(The data):
* * *

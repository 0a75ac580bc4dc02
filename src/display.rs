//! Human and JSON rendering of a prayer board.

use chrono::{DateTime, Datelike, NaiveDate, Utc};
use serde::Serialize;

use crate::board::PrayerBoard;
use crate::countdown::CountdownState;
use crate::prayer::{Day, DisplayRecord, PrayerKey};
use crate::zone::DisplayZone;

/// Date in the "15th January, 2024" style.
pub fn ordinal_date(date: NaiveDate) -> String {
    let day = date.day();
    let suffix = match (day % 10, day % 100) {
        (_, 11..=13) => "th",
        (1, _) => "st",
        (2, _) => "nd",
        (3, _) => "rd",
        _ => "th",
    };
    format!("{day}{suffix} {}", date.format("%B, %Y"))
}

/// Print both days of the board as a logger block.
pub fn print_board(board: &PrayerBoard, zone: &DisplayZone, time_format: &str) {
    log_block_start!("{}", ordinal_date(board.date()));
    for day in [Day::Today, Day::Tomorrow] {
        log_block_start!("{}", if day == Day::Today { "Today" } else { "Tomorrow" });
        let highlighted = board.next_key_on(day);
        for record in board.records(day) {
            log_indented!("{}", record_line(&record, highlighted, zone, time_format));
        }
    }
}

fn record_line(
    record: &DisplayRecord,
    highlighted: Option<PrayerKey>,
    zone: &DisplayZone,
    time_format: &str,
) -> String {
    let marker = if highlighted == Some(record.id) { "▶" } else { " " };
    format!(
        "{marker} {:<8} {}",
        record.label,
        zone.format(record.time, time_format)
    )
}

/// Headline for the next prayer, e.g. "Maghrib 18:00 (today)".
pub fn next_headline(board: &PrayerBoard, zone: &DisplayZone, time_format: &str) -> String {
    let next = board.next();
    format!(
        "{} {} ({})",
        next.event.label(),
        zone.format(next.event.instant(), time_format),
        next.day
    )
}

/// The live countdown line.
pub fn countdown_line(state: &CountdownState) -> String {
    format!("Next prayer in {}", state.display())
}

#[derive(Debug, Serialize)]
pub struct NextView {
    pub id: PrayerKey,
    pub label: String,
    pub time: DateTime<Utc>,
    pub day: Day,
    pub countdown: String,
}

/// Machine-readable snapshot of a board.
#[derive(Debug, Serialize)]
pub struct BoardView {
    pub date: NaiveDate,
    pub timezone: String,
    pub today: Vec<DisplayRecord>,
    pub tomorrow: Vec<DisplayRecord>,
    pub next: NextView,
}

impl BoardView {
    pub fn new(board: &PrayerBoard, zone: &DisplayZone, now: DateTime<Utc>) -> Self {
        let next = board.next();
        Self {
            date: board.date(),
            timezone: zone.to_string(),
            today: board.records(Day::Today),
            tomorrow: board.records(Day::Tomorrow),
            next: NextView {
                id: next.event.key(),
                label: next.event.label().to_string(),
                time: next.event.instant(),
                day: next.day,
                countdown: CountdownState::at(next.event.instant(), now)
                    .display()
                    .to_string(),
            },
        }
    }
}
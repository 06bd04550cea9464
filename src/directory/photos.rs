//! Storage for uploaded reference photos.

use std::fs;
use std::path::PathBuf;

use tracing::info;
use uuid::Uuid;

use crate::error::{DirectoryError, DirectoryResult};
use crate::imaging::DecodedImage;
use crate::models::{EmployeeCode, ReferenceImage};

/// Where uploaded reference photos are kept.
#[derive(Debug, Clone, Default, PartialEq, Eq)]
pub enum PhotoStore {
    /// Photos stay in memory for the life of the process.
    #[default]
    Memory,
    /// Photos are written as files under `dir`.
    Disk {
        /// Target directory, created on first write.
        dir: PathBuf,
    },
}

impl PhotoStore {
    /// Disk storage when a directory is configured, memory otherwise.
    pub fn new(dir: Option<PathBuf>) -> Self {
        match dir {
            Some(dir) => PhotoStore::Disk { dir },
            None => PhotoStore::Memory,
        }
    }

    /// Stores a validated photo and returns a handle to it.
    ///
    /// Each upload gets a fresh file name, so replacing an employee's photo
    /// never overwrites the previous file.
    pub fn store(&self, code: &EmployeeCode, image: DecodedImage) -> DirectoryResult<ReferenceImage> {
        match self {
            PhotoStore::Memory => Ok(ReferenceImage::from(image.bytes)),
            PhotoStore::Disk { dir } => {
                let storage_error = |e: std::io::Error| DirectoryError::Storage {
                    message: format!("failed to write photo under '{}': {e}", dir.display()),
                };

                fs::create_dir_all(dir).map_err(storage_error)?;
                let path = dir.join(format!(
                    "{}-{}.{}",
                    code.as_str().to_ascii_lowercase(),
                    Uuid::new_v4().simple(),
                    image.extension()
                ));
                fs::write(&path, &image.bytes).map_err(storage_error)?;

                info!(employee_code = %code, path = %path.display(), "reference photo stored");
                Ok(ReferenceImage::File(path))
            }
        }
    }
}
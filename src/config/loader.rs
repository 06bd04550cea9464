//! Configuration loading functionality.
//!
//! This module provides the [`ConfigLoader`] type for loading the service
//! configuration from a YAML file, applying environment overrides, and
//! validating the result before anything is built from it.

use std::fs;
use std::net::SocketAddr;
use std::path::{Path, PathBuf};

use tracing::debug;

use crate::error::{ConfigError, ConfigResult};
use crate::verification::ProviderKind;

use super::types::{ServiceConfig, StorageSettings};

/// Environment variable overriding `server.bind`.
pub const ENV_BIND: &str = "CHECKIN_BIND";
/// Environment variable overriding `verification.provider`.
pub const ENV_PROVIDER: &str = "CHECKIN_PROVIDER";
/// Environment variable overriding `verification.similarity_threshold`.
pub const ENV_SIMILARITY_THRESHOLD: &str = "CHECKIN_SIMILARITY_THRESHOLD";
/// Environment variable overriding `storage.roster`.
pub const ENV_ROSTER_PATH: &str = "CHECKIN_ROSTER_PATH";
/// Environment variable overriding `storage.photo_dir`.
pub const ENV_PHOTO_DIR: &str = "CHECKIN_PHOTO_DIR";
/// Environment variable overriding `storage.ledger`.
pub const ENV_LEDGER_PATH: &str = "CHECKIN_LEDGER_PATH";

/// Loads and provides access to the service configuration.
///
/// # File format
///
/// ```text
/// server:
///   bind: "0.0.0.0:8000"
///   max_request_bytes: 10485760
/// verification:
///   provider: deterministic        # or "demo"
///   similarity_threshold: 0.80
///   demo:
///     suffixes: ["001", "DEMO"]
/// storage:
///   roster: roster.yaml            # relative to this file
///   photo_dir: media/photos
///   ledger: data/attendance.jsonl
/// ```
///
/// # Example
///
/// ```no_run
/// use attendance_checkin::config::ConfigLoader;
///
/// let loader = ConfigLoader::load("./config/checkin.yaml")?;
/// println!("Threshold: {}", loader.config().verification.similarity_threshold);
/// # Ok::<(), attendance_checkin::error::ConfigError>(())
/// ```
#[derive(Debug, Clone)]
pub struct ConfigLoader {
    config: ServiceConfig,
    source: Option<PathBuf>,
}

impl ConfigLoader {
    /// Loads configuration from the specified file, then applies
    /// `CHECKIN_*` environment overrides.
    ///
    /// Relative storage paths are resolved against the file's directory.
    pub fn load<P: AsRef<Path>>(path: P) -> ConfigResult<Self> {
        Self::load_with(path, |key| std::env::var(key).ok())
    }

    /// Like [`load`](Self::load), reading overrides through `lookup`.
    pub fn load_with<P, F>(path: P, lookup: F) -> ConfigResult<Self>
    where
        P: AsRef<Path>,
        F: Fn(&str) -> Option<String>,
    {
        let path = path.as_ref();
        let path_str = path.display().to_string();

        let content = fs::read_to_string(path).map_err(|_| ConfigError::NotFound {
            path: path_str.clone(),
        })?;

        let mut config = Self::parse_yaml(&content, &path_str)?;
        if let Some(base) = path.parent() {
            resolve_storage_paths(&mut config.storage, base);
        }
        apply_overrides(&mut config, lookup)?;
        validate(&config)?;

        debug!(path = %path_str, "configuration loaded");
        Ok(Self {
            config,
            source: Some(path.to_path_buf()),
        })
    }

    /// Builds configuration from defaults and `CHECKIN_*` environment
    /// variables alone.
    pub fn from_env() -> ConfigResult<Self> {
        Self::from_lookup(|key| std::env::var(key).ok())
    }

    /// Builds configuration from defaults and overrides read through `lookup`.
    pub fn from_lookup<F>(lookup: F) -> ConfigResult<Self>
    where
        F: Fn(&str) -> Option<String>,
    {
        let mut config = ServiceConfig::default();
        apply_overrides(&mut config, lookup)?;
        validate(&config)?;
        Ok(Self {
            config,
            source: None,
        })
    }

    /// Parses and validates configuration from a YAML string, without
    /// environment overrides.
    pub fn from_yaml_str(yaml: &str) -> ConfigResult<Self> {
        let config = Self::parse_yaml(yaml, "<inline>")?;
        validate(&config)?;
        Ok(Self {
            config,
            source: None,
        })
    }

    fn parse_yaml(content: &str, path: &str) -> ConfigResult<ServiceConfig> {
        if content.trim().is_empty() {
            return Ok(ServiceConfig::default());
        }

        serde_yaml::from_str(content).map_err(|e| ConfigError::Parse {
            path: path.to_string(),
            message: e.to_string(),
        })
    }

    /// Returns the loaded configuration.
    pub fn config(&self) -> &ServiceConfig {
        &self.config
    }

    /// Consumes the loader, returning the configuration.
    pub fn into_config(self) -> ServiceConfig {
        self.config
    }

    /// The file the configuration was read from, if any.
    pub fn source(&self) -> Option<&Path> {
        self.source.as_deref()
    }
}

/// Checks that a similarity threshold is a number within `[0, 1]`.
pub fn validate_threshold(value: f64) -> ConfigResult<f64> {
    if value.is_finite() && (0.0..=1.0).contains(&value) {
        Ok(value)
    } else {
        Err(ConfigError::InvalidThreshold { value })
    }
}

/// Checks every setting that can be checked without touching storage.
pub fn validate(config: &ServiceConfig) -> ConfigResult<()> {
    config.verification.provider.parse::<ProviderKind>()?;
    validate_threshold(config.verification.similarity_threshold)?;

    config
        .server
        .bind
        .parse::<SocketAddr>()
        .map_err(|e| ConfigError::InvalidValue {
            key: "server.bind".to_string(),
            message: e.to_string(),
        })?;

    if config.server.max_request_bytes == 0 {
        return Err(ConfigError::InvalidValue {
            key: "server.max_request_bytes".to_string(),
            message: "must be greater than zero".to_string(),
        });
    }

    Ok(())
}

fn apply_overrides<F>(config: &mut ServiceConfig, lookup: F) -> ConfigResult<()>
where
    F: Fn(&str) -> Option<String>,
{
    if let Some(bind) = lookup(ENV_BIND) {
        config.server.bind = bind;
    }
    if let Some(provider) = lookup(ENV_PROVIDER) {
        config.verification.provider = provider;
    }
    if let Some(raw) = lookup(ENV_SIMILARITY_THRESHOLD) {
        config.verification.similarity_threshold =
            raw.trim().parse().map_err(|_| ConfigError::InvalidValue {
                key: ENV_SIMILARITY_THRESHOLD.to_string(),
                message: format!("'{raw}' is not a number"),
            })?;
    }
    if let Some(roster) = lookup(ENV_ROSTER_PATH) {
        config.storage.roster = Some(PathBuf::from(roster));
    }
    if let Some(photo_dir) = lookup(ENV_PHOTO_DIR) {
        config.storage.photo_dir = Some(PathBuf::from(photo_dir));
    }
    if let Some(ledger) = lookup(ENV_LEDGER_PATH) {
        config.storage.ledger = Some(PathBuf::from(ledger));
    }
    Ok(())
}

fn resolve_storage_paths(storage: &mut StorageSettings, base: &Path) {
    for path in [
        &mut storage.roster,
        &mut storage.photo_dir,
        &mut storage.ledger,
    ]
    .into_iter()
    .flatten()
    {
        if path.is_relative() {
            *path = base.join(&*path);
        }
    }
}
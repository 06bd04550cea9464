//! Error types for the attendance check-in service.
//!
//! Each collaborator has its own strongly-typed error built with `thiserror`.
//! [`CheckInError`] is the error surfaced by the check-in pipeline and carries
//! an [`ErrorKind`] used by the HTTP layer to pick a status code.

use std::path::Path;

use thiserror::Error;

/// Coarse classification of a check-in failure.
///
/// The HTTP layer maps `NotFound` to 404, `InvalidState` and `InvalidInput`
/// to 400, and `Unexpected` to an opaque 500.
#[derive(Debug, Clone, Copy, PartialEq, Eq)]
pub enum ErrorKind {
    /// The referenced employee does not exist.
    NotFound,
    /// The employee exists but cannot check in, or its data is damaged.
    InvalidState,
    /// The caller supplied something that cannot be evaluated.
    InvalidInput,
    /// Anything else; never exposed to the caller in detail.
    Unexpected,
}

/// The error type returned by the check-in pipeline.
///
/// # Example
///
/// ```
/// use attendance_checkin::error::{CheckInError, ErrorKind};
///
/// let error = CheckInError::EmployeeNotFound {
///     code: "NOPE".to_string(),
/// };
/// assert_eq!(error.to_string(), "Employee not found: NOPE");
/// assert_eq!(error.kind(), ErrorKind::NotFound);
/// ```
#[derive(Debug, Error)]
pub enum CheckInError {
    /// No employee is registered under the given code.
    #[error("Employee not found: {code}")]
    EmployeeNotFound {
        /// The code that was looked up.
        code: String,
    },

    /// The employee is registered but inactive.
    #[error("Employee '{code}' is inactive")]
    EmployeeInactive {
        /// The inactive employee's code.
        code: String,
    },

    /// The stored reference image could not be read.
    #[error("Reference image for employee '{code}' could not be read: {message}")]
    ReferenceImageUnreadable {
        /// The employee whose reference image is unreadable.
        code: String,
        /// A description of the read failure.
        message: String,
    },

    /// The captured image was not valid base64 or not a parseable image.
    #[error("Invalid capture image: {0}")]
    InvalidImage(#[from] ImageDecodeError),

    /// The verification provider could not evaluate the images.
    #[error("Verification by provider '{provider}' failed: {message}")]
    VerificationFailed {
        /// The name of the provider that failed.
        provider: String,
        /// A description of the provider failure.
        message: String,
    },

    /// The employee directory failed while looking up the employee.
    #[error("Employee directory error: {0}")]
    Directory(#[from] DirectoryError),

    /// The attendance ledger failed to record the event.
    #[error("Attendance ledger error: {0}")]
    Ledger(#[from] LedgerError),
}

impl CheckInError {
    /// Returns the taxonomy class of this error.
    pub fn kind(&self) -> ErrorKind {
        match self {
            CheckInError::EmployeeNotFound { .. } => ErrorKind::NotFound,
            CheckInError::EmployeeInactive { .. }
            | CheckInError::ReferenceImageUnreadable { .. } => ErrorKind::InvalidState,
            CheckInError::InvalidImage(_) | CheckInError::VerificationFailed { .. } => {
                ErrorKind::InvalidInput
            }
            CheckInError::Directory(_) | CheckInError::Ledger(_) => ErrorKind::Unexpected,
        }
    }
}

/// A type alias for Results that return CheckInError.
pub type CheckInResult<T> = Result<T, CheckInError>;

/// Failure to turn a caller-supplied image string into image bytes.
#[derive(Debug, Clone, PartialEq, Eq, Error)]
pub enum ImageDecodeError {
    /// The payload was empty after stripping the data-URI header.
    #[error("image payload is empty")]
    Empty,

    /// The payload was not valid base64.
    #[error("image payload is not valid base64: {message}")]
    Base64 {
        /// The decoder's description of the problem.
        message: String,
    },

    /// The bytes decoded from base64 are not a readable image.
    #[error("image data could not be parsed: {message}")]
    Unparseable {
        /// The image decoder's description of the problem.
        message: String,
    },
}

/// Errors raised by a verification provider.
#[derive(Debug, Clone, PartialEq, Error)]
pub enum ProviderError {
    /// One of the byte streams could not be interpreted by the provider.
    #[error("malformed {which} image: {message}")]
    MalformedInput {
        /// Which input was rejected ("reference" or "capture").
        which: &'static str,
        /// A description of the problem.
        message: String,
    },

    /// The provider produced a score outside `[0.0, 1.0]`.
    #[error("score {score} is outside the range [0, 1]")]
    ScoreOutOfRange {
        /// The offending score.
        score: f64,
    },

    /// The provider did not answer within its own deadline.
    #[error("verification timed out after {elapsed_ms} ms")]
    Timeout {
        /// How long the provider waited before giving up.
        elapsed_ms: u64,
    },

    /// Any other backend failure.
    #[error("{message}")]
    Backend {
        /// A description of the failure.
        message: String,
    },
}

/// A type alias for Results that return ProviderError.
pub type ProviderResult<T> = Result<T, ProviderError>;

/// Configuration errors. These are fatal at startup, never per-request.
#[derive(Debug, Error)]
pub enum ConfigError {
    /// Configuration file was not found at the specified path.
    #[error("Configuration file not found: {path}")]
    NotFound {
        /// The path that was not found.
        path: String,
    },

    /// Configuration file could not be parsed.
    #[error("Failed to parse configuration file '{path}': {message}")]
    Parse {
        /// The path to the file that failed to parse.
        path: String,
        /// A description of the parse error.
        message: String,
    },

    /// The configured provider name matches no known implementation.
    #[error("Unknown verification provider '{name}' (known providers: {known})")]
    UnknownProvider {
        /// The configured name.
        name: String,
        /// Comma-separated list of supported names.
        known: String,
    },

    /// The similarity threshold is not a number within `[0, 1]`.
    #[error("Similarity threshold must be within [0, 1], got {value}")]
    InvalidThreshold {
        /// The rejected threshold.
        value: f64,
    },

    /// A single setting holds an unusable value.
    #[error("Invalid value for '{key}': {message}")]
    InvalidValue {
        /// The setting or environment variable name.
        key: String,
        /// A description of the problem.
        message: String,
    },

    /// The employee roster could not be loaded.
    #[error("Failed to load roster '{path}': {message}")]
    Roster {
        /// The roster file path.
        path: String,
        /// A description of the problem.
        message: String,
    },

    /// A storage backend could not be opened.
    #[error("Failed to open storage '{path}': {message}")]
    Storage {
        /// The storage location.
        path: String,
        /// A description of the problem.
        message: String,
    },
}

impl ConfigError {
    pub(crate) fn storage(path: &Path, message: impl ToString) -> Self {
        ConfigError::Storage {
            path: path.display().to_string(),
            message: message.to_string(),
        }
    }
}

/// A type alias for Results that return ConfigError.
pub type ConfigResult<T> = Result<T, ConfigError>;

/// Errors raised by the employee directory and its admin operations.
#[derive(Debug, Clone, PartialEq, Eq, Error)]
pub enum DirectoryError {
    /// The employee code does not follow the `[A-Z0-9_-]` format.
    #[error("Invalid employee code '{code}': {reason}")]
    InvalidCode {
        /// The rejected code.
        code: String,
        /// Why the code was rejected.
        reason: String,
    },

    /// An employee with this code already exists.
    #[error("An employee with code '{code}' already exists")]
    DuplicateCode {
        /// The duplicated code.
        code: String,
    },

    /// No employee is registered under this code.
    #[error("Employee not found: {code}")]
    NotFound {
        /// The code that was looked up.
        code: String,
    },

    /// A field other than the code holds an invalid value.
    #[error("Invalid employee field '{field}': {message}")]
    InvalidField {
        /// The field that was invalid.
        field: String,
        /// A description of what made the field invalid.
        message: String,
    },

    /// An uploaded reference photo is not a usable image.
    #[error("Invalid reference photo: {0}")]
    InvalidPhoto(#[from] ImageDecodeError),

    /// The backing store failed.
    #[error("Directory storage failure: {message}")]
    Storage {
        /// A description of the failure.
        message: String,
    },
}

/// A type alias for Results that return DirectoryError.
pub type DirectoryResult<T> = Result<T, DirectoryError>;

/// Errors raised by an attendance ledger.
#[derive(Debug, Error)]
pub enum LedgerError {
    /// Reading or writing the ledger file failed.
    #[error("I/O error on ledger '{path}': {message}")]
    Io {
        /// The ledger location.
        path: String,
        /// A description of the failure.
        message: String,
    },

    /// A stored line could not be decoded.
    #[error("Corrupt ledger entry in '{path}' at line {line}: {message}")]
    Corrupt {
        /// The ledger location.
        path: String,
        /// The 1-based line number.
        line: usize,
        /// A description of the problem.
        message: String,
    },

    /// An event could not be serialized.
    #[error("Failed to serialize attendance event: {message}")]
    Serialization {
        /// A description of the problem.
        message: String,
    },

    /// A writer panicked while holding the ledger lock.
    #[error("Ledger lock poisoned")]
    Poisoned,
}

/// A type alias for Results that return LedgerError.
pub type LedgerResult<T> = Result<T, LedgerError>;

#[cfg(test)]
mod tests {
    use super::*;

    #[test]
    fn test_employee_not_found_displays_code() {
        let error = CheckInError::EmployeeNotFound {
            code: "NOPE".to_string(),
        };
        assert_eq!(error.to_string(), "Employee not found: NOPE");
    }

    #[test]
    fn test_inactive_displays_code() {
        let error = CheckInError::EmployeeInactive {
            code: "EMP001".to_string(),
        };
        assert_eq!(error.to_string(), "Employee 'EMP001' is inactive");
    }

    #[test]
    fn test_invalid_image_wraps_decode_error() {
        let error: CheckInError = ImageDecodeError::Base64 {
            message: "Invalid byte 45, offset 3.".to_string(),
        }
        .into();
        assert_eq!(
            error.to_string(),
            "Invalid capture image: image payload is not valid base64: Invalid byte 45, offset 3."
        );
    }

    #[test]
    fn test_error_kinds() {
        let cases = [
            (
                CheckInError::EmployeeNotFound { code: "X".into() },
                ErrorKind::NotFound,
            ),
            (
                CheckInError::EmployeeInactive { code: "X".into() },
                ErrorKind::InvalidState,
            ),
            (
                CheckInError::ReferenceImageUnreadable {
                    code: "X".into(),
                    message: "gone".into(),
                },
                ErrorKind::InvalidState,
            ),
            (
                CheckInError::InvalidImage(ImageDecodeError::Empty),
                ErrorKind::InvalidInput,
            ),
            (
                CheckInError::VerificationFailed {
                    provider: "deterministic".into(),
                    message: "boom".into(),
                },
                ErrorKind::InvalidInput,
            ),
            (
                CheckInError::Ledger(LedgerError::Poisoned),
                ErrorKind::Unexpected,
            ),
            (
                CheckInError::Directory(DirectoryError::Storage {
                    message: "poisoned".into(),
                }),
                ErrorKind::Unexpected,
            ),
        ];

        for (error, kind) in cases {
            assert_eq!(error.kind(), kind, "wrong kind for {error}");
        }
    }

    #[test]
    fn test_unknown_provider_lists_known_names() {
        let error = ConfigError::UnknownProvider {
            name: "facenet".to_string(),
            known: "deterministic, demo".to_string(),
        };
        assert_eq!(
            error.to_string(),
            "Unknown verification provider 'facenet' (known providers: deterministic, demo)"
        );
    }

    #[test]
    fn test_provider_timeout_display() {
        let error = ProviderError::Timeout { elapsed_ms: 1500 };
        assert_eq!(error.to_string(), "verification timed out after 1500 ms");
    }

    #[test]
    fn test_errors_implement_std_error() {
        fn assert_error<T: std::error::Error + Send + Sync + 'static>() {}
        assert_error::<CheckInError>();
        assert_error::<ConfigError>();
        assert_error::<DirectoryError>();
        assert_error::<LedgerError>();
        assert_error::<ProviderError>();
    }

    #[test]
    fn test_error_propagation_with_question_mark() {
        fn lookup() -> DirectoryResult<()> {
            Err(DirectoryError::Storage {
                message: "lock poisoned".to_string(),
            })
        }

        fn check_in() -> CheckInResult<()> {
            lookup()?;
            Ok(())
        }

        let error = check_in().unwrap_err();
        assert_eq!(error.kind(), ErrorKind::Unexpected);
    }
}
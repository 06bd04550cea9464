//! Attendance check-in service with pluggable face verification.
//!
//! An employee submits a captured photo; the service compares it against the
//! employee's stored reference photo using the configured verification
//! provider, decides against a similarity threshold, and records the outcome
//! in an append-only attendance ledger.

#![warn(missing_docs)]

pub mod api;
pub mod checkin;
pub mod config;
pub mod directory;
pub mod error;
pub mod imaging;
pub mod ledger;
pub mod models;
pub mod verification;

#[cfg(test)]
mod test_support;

* * *

(Work item): Of the entries above, repeat exactly the lines between the line with "by the provider." and the line with "not be parsed.", inclusive, and no others.

(Completed task):
    /// One of the byte streams could not be interpreted by the provider.
    #[error("malformed {which} image: {message}")]
    MalformedInput {
        /// Which input was rejected ("reference" or "capture").
        which: &'static str,
        /// A description of the problem.
        message: String,
    },

    /// The provider produced a score outside `[0.0, 1.0]`.
    #[error("score {score} is outside the range [0, 1]")]
    ScoreOutOfRange {
        /// The offending score.
        score: f64,
    },

    /// The provider did not answer within its own deadline.
    #[error("verification timed out after {elapsed_ms} ms")]
    Timeout {
        /// How long the provider waited before giving up.
        elapsed_ms: u64,
    },

    /// Any other backend failure.
    #[error("{message}")]
    Backend {
        /// A description of the failure.
        message: String,
    },
}

/// A type alias for Results that return ProviderError.
pub type ProviderResult<T> = Result<T, ProviderError>;

/// Configuration errors. These are fatal at startup, never per-request.
#[derive(Debug, Error)]
pub enum ConfigError {
    /// Configuration file was not found at the specified path.
    #[error("Configuration file not found: {path}")]
    NotFound {
        /// The path that was not found.
        path: String,
    },

    /// Configuration file could not be parsed.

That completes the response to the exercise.